→ Work to be completed
Repeat the lines of the data exactly, from the first one through the one that contains "const REQUIRED_FIELDS: [&str;".
····················
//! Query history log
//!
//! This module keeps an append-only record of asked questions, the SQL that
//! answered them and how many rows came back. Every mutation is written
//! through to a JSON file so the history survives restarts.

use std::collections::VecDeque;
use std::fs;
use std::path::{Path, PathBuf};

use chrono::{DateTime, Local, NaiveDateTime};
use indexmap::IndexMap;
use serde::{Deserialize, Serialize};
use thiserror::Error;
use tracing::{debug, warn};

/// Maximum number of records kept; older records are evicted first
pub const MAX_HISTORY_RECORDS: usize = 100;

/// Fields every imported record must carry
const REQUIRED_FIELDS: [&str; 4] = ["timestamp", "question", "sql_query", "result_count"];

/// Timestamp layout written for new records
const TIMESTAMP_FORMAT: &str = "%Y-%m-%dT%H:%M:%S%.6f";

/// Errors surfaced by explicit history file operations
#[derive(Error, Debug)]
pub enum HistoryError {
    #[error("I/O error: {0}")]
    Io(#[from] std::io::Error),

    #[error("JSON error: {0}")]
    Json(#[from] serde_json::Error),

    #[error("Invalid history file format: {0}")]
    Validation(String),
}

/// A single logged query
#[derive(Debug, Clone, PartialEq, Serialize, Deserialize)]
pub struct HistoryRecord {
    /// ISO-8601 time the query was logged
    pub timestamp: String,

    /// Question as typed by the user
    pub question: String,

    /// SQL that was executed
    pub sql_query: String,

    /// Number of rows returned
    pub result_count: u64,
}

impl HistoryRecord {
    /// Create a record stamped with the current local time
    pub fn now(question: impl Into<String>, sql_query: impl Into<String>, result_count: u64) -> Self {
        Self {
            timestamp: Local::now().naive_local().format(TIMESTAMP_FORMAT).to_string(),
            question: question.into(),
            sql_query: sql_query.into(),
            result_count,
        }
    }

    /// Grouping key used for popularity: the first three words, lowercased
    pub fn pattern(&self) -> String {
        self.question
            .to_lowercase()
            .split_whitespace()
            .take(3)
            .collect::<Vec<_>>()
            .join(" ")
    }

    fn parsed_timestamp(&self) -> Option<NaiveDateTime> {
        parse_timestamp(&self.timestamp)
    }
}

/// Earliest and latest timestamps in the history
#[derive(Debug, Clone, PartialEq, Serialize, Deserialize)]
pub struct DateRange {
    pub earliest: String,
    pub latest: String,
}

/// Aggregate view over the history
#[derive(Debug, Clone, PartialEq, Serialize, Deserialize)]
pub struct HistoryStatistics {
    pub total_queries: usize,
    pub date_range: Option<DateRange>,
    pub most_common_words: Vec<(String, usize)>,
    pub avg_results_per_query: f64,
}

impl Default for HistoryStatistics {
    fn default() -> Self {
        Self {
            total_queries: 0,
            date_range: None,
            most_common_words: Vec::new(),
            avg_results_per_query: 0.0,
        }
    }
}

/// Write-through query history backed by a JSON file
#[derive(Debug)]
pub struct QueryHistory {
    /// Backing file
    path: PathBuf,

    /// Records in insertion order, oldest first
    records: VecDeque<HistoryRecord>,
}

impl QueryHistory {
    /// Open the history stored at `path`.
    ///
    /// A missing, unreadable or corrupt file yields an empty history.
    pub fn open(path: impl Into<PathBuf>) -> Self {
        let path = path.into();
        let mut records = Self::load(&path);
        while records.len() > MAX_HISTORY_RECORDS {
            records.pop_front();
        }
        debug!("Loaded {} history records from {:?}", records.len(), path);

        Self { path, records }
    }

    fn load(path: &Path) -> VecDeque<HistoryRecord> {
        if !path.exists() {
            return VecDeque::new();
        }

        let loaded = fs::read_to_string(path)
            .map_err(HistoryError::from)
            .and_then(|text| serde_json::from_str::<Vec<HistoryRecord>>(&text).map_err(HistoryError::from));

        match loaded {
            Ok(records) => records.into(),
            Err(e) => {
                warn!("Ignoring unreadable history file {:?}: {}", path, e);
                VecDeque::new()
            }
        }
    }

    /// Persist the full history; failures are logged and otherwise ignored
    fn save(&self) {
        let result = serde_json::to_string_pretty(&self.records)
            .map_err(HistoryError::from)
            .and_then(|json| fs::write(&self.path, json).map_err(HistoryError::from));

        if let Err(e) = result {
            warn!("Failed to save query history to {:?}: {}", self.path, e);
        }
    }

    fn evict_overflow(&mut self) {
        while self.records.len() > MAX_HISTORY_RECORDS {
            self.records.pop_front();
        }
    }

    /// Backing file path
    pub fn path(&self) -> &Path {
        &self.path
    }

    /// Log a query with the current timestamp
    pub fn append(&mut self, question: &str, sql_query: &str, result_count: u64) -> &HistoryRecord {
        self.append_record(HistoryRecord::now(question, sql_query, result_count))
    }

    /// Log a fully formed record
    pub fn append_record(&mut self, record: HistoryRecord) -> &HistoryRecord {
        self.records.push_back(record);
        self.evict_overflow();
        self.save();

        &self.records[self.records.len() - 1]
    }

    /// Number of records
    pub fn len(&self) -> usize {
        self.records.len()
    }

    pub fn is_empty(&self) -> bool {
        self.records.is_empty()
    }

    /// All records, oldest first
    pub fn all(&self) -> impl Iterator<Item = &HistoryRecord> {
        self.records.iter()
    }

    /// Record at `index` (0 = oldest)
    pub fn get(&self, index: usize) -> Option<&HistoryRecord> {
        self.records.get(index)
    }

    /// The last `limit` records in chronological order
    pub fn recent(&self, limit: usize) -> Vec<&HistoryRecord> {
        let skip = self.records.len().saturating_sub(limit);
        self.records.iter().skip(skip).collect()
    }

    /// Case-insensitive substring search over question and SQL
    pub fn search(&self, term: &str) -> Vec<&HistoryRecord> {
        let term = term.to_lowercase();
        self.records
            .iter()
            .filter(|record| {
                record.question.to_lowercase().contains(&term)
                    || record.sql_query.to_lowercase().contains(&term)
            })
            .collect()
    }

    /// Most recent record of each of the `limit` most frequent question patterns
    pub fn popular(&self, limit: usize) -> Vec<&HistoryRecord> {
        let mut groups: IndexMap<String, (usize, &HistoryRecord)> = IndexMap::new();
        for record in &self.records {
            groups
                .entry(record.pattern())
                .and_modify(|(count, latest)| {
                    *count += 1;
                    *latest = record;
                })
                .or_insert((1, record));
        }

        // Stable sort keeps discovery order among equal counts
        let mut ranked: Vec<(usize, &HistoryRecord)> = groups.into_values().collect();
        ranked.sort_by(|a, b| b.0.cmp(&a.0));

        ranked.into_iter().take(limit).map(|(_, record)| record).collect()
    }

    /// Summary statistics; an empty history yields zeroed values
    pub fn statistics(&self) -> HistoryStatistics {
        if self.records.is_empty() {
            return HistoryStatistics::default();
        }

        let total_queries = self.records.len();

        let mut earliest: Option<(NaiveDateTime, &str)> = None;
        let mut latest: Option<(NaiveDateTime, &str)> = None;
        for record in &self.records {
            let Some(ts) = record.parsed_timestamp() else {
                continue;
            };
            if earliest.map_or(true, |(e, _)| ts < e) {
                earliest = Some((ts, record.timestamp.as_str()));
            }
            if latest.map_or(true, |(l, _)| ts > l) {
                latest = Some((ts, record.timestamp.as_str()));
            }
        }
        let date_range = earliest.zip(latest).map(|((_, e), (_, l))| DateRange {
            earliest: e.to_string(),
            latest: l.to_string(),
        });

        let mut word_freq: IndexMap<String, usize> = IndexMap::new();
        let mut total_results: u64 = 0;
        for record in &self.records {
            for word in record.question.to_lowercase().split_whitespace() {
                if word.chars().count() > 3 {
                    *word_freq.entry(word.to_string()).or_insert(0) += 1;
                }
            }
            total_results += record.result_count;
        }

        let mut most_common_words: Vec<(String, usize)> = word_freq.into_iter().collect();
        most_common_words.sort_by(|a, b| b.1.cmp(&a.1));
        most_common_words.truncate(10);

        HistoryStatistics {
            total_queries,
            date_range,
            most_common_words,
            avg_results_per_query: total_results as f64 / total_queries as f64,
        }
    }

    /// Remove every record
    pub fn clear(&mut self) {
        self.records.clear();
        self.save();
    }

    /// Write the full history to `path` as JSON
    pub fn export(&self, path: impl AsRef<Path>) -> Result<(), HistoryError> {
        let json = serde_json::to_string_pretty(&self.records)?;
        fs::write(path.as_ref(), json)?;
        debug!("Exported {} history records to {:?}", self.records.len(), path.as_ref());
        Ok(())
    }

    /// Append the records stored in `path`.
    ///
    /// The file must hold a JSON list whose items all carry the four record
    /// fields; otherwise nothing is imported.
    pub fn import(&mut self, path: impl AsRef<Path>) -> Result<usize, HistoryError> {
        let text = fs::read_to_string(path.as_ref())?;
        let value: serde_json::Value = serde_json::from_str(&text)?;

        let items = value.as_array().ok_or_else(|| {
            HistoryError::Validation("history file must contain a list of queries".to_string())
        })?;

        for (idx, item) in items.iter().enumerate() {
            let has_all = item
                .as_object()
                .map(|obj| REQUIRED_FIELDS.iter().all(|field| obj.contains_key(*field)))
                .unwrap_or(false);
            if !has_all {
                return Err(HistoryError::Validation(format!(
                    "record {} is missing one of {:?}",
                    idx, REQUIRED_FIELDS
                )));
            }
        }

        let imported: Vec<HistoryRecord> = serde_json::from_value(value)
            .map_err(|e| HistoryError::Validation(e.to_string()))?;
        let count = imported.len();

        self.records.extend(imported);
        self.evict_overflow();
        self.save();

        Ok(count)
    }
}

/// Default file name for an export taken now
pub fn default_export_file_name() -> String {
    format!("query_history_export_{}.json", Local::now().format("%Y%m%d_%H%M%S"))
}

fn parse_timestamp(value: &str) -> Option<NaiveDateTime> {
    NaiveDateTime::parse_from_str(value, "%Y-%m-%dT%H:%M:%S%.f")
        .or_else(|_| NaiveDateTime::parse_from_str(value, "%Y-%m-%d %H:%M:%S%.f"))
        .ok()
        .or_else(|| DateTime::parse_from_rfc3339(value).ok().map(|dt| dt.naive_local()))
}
····················
→ Solution to this task
//! Query history log
//!
//! This module keeps an append-only record of asked questions, the SQL that
//! answered them and how many rows came back. Every mutation is written
//! through to a JSON file so the history survives restarts.

use std::collections::VecDeque;
use std::fs;
use std::path::{Path, PathBuf};

use chrono::{DateTime, Local, NaiveDateTime};
use indexmap::IndexMap;
use serde::{Deserialize, Serialize};
use thiserror::Error;
use tracing::{debug, warn};

/// Maximum number of records kept; older records are evicted first
pub const MAX_HISTORY_RECORDS: usize = 100;

/// Fields every imported record must carry
const REQUIRED_FIELDS: [&str; 4] = ["timestamp", "question", "sql_query", "result_count"];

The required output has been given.